Among the entries below, copy every line that carries the word "ReaderError".

'''

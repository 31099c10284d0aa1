//! Source provider trait definition.

use std::fmt::Debug;
use std::io::{Read, Seek};

use crate::error::ReaderError;

/// Trait for sources a cyclic reader can be built on.
///
/// Implementors validate the source and return an exclusive, seekable
/// handle positioned at the beginning. A source that has no bytes at all
/// must be rejected with [`ReaderError::EmptyFile`].
pub trait SourceProvider: Send + Sync + Debug {
    /// The handle type produced by [`open`](SourceProvider::open).
    type Handle: Read + Seek + Send;

    /// Returns a unique identifier for this source.
    ///
    /// This is used for error messages and logging.
    /// Convention: the file path for files.
    fn id(&self) -> &str;

    /// Validate the source and open a fresh handle on it.
    fn open(&self) -> Result<Self::Handle, ReaderError>;
}
//! Deserializable reader configuration.

use std::fs::File;
use std::path::{Path, PathBuf};

use serde::Deserialize;
use thiserror::Error;

use super::ReaderOptions;
use crate::error::ReaderError;
use crate::reader::CyclicReader;

fn default_separator() -> String {
    ",".to_string()
}

/// Configuration for a single cyclic reader.
#[derive(Debug, Clone, PartialEq, Eq, Deserialize)]
pub struct ReaderConfig {
    /// Path of the data file
    pub path: PathBuf,
    /// Field separator used when none is given per call
    #[serde(default = "default_separator")]
    pub separator: String,
    /// Scanner options
    #[serde(default)]
    pub options: ReaderOptions,
}

/// Errors while loading a [`ReaderConfig`].
#[derive(Debug, Error)]
pub enum ConfigError {
    #[error("cannot read config '{path}': {source}")]
    Io {
        path: String,
        #[source]
        source: std::io::Error,
    },

    #[error("invalid config: {0}")]
    Parse(#[source] Box<dyn std::error::Error + Send + Sync>),

    /// No enabled loader handles this file extension.
    #[error("unsupported config format for '{0}'")]
    UnsupportedFormat(String),
}

impl ReaderConfig {
    /// Create a configuration for `path` with the default separator and options.
    pub fn new(path: impl Into<PathBuf>) -> Self {
        Self {
            path: path.into(),
            separator: default_separator(),
            options: ReaderOptions::default(),
        }
    }

    /// Set the default separator.
    pub fn with_separator(mut self, separator: impl Into<String>) -> Self {
        self.separator = separator.into();
        self
    }

    pub fn with_buffer_capacity(mut self, capacity: usize) -> Self {
        self.options.buffer_capacity = capacity;
        self
    }

    pub fn with_max_line_len(mut self, limit: Option<usize>) -> Self {
        self.options.max_line_len = limit;
        self
    }

    /// Open a reader as described by this configuration.
    pub fn open(&self) -> Result<CyclicReader<File>, ReaderError> {
        CyclicReader::open_with_options(&self.path, self.options)
    }

    #[cfg(feature = "json")]
    pub fn from_json_str(s: &str) -> Result<Self, ConfigError> {
        serde_json::from_str(s).map_err(|e| ConfigError::Parse(Box::new(e)))
    }

    #[cfg(feature = "yaml")]
    pub fn from_yaml_str(s: &str) -> Result<Self, ConfigError> {
        serde_yaml::from_str(s).map_err(|e| ConfigError::Parse(Box::new(e)))
    }

    #[cfg(feature = "toml")]
    pub fn from_toml_str(s: &str) -> Result<Self, ConfigError> {
        toml::from_str(s).map_err(|e| ConfigError::Parse(Box::new(e)))
    }

    /// Load a configuration file, picking the loader from its extension.
    pub fn from_path(path: &Path) -> Result<Self, ConfigError> {
        let content = std::fs::read_to_string(path).map_err(|e| ConfigError::Io {
            path: path.to_string_lossy().into_owned(),
            source: e,
        })?;

        let ext = path
            .extension()
            .and_then(|s| s.to_str())
            .map(str::to_ascii_lowercase)
            .unwrap_or_default();

        match ext.as_str() {
            #[cfg(feature = "json")]
            "json" => Self::from_json_str(&content),
            #[cfg(feature = "yaml")]
            "yaml" | "yml" => Self::from_yaml_str(&content),
            #[cfg(feature = "toml")]
            "toml" => Self::from_toml_str(&content),
            _ => {
                let _ = content;
                Err(ConfigError::UnsupportedFormat(
                    path.to_string_lossy().into_owned(),
                ))
            }
        }
    }
}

'''

Final answer.
use crate::error::ReaderError;
/// must be rejected with [`ReaderError::EmptyFile`].
    fn open(&self) -> Result<Self::Handle, ReaderError>;
use crate::error::ReaderError;
    pub fn open(&self) -> Result<CyclicReader<File>, ReaderError> {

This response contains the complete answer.